110 is the only fully compliant score (every requirement implemented). Anything less indicates open gaps. Contracting officers can require any threshold (commonly 80, 100, or 110); a score below the threshold disqualifies the bid or triggers a Plan of Action and Milestones (POA&M) requirement. As Phase 2 of CMMC 2.0 lands in November 2026, the C3PAO assessment supersedes self-assessed SPRS scores for Level 2 contractors but the score continues to drive interim eligibility.
How is the SPRS score calculated?
The DoD assessment methodology assigns each of the 110 NIST SP 800-171 requirements a weighted value: high-impact requirements deduct 5 points each, medium-impact deduct 3 points each, and low-impact deduct 1 point each. Multi-factor authentication, FIPS-validated encryption, and audit logging are examples of high-impact 5-point deductions.
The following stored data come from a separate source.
//! Closed error taxonomy for the pipeline worker
//!
//! Mirrors the `ErrorKind` strings the host expects on an `error` message,
//! and carries enough detail to build a `stack` string from the error chain.

use std::fmt;

/// The closed set of error kinds surfaced to the host
#[derive(Debug, Clone, Copy, PartialEq, Eq)]
pub enum ErrorKind {
    NotSupported,
    InitializationFailed,
    ConfigurationError,
    VideoEncodingError,
    AudioEncodingError,
    MuxingFailed,
    Cancelled,
    WorkerError,
    InternalError,
    Unknown,
}

impl ErrorKind {
    /// The wire string used in `error.errorDetail.type`
    pub fn as_str(&self) -> &'static str {
        match self {
            Self::NotSupported => "not-supported",
            Self::InitializationFailed => "initialization-failed",
            Self::ConfigurationError => "configuration-error",
            Self::VideoEncodingError => "video-encoding-error",
            Self::AudioEncodingError => "audio-encoding-error",
            Self::MuxingFailed => "muxing-failed",
            Self::Cancelled => "cancelled",
            Self::WorkerError => "worker-error",
            Self::InternalError => "internal-error",
            Self::Unknown => "unknown",
        }
    }
}

impl fmt::Display for ErrorKind {
    fn fmt(&self, f: &mut fmt::Formatter<'_>) -> fmt::Result {
        f.write_str(self.as_str())
    }
}

/// Pipeline-wide error type, one variant per `ErrorKind`
#[derive(Debug, Clone, thiserror::Error)]
pub enum PipelineError {
    #[error("not supported: {0}")]
    NotSupported(String),

    #[error("initialization failed: {0}")]
    InitializationFailed(String),

    #[error("configuration error: {0}")]
    ConfigurationError(String),

    #[error("video encoding error: {0}")]
    VideoEncodingError(String),

    #[error("audio encoding error: {0}")]
    AudioEncodingError(String),

    #[error("muxing failed: {0}")]
    MuxingFailed(String),

    #[error("session cancelled")]
    Cancelled,

    #[error("worker error: {0}")]
    WorkerError(String),

    #[error("internal error: {0}")]
    InternalError(String),
}

impl PipelineError {
    /// The `ErrorKind` this error reports as
    pub fn kind(&self) -> ErrorKind {
        match self {
            Self::NotSupported(_) => ErrorKind::NotSupported,
            Self::InitializationFailed(_) => ErrorKind::InitializationFailed,
            Self::ConfigurationError(_) => ErrorKind::ConfigurationError,
            Self::VideoEncodingError(_) => ErrorKind::VideoEncodingError,
            Self::AudioEncodingError(_) => ErrorKind::AudioEncodingError,
            Self::MuxingFailed(_) => ErrorKind::MuxingFailed,
            Self::Cancelled => ErrorKind::Cancelled,
            Self::WorkerError(_) => ErrorKind::WorkerError,
            Self::InternalError(_) => ErrorKind::InternalError,
        }
    }

    /// Build a "stack" string by walking `source()` the way a JS Error.stack would read
    pub fn stack(&self) -> String {
        let mut lines = vec![self.to_string()];
        let mut source = std::error::Error::source(self);
        while let Some(err) = source {
            lines.push(format!("caused by: {err}"));
            source = err.source();
        }
        lines.join("\n")
    }
}

impl From<crate::codec::CodecError> for PipelineError {
    fn from(err: crate::codec::CodecError) -> Self {
        use crate::codec::CodecError as E;
        match err {
            E::EncoderNotFound(_) | E::CodecNotFound(_) => Self::NotSupported(err.to_string()),
            E::InvalidConfig(_) | E::UnsupportedPixelFormat(_) => {
                Self::ConfigurationError(err.to_string())
            }
            other => Self::InitializationFailed(other.to_string()),
        }
    }
}

impl From<napi::Error> for PipelineError {
    fn from(err: napi::Error) -> Self {
        Self::WorkerError(err.to_string())
    }
}

impl From<std::io::Error> for PipelineError {
    fn from(err: std::io::Error) -> Self {
        Self::WorkerError(err.to_string())
    }
}

pub type PipelineResult<T> = Result<T, PipelineError>;

#[cfg(test)]
mod tests {
    use super::*;

    #[test]
    fn error_kind_strings_match_wire_protocol() {
        assert_eq!(ErrorKind::NotSupported.as_str(), "not-supported");
        assert_eq!(ErrorKind::MuxingFailed.as_str(), "muxing-failed");
        assert_eq!(ErrorKind::Cancelled.as_str(), "cancelled");
    }

    #[test]
    fn codec_error_not_found_maps_to_not_supported() {
        let err: PipelineError =
            crate::codec::CodecError::CodecNotFound("libx264".into()).into();
        assert_eq!(err.kind(), ErrorKind::NotSupported);
    }

    #[test]
    fn stack_includes_source_chain() {
        let err = PipelineError::MuxingFailed("write failed".into());
        assert!(err.stack().contains("write failed"));
    }
}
The sum of deductions is subtracted from 110.
What are common SPRS scoring errors?
Five patterns recur: scoring requirements as implemented when only some assets are covered (partial implementation should score as unimplemented unless a POA&M is in place), missing the POA&M caveat (partial implementation with a POA&M is still scored as unimplemented but is acceptable up to a threshold), miscounting MFA deductions (the 5-point hit applies to privileged accounts), confusion over inherited controls in shared cloud environments, and stale scores not refreshed when controls change.
Who submits the SPRS score?
An authorised contractor representative submits via SPRS at sprs.csd.disa.mil. The submission requires the assessment date, the score, the system security plan (SSP) version, and the assessment scope. Contractors should refresh the SPRS score when any in-scope system materially changes or at least annually.